[Sinn Fein]

2 March 2000


Minimum Wage should be set at £5 and tax free

The minimum wage should be set at £5 per hour and free of tax, according to Sinn Fein TD Caoimhghín Ó Caoláin. He was speaking in the Dáil debate on the National Minimum Wage Bill. Deputy Ó Caoláin said:

``We have a Minimum Wage Bill in name, but we do not have a fair minimum wage. We do not even have one minimum wage but a wage structure filled with caveats and conditions that create not just one minimum wage but a series of lesser paler imitations.

``We have no promise to take low paid workers out of the tax net. There is no inflation proofing of the rate and the criteria to review it are schewed massively in favour of employers.
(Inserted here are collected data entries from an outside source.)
use actix_web::web::Data;
use actix_web::{App, HttpServer};
use flexi_logger::{
    Age, Cleanup, Criterion, Duplicate, FileSpec, Logger, Naming, WriteMode,
};
use std::sync::Arc;

use tripcounter_common::db::TableStore;
use tripcounter_common::gateway::{FileGateway, MemoryGateway, TableGateway};

mod env;
mod handlers;
mod middleware;
mod services;

#[actix_web::main]
async fn main() -> std::io::Result<()> {
    let mut port = 9000u16;

    let mut args = std::env::args();

    // Eat the first argument, which is the relative path to the executable
    args.next();

    while let Some(arg) = args.next() {
        match arg.to_lowercase().as_str() {
            "--port" => {
                let port_str = {
                    let next_arg = args.next();

                    match next_arg {
                        Some(s) => s,
                        None => {
                            eprintln!("ERROR: --port option specified but no port was given");
                            std::process::exit(1);
                        }
                    }
                };

                port = {
                    let port_result = port_str.parse::<u16>();

                    match port_result {
                        Ok(p) => p,
                        Err(_) => {
                            eprintln!("ERROR: Incorrect format for port. Integer expected");
                            std::process::exit(1);
                        }
                    }
                };

                continue;
            }
            a => {
                eprintln!("ERROR: Invalid argument: {}", &a);
                std::process::exit(1);
            }
        }
    }

    let base_addr = format!("127.0.0.1:{}", &port);

    let _logger = Logger::try_with_str(&env::CONF.log_level)
        .expect("Invalid log level")
        .log_to_file(FileSpec::default().directory("./logs"))
        .rotate(
            Criterion::Age(Age::Day),
            Naming::Timestamps,
            Cleanup::KeepLogAndCompressedFiles(60, 365),
        )
        .cleanup_in_background_thread(true)
        .duplicate_to_stdout(Duplicate::All)
        .write_mode(WriteMode::Async)
        .format(|writer, now, record| {
            write!(
                writer,
                "{:5} | {} | {}:{} | {}",
                record.level(),
                now.format("%Y-%m-%dT%H:%M:%S%.6fZ"),
                record.module_path().unwrap_or("<unknown>"),
                record.line().unwrap_or(0),
                record.args()
            )
        })
        .use_utc()
        .start()
        .expect("Failed to start logger");

    env::startup_report();

    let gateway: Arc<dyn TableGateway> = match &env::CONF.data_dir {
        Some(dir) => {
            log::info!("Storing tables under '{}'", dir.display());

            match FileGateway::new(dir.clone()) {
                Ok(gateway) => Arc::new(gateway),
                Err(e) => {
                    eprintln!("ERROR: Failed to open the data directory: {e}");
                    std::process::exit(1);
                }
            }
        }
        None => {
            log::warn!("No data directory is configured. Tables will not survive a restart");
            Arc::new(MemoryGateway::new())
        }
    };

    let store = TableStore::new(gateway).with_retry(env::CONF.retry_policy());

    HttpServer::new(move || {
        App::new()
            .app_data(Data::new(store.clone()))
            .configure(services::api::configure)
            .wrap(actix_web::middleware::Logger::default())
    })
    .workers(env::CONF.actix_worker_count)
    .bind(base_addr)?
    .run()
    .await?;

    Ok(())
}
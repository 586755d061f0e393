use actix_web::{web, HttpResponse};
use chrono::NaiveDate;
use serde::Deserialize;
use serde_json::json;

use tripcounter_common::db::{self, TableStore};
use tripcounter_common::models::budget_item::BudgetItem;

use super::today;
use crate::handlers::error::HttpErrorResponse;
use crate::middleware::auth::AuthenticatedUser;

#[derive(Debug, Deserialize)]
pub struct NewBudgetItemRequest {
    pub categoria: String,
    pub monto: f64,
    pub fecha_pago: Option<NaiveDate>,
}

#[derive(Debug, Deserialize)]
pub struct MarkPaidRequest {
    pub row_index: Option<usize>,
}

pub async fn get(
    store: web::Data<TableStore>,
    user: AuthenticatedUser,
) -> Result<HttpResponse, HttpErrorResponse> {
    let items = match db::budget::Dao::new(&store).items_for_owner(&user.email).await {
        Ok(items) => items,
        Err(e) => {
            log::error!("{e}");
            return Err(HttpErrorResponse::InternalError(
                "Failed to read budget items",
            ));
        }
    };

    Ok(HttpResponse::Ok().json(items))
}

pub async fn create(
    store: web::Data<TableStore>,
    user: AuthenticatedUser,
    body: web::Json<NewBudgetItemRequest>,
) -> Result<HttpResponse, HttpErrorResponse> {
    if body.categoria.trim().is_empty() {
        return Err(HttpErrorResponse::MissingField("categoria is required"));
    }

    let Some(due_date) = body.fecha_pago else {
        return Err(HttpErrorResponse::MissingField("fecha_pago is required"));
    };

    if !body.monto.is_finite() || body.monto <= 0.0 {
        return Err(HttpErrorResponse::InvalidInput(
            "monto must be a positive number",
        ));
    }

    let item = BudgetItem {
        owner: user.email,
        category: String::from(body.categoria.trim()),
        amount: body.monto,
        due_date: Some(due_date),
        paid: false,
    };

    if let Err(e) = db::budget::Dao::new(&store).create(&item).await {
        log::error!("{e}");
        return Err(HttpErrorResponse::InternalError(
            "Failed to save budget item",
        ));
    }

    Ok(HttpResponse::Created().json(json!({ "status": "ok", "entry": item })))
}

pub async fn mark_paid(
    store: web::Data<TableStore>,
    _user: AuthenticatedUser,
    body: web::Json<MarkPaidRequest>,
) -> Result<HttpResponse, HttpErrorResponse> {
    let Some(row_index) = body.row_index else {
        return Err(HttpErrorResponse::MissingField("row_index is required"));
    };

    // Row 1 is the header row
    if row_index < 2 {
        return Err(HttpErrorResponse::InvalidInput(
            "row_index must address a data row",
        ));
    }

    if let Err(e) = db::budget::Dao::new(&store).mark_paid(row_index).await {
        log::error!("{e}");
        return Err(HttpErrorResponse::InternalError(
            "Failed to mark the budget item as paid",
        ));
    }

    Ok(HttpResponse::Ok().json(json!({ "status": "ok" })))
}

pub async fn reminders(
    store: web::Data<TableStore>,
    user: AuthenticatedUser,
) -> Result<HttpResponse, HttpErrorResponse> {
    let reminders = match db::budget::Dao::new(&store)
        .reminders(&user.email, today())
        .await
    {
        Ok(reminders) => reminders,
        Err(e) => {
            log::error!("{e}");
            return Err(HttpErrorResponse::InternalError(
                "Failed to compute reminders",
            ));
        }
    };

    Ok(HttpResponse::Ok().json(reminders))
}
Many of the thousands of low-paid workers in this State believed that this Bill would right a wrong but how will they judge a government that balked when faced with the decision to guarantee workers a basic first step on the road towards a dignified standard of living.

``A range of expert opinion including Combat Poverty recommended removing the low paid from the tax net altogether. However the government refused to do this and thus created another crack in their minimum wage strategy.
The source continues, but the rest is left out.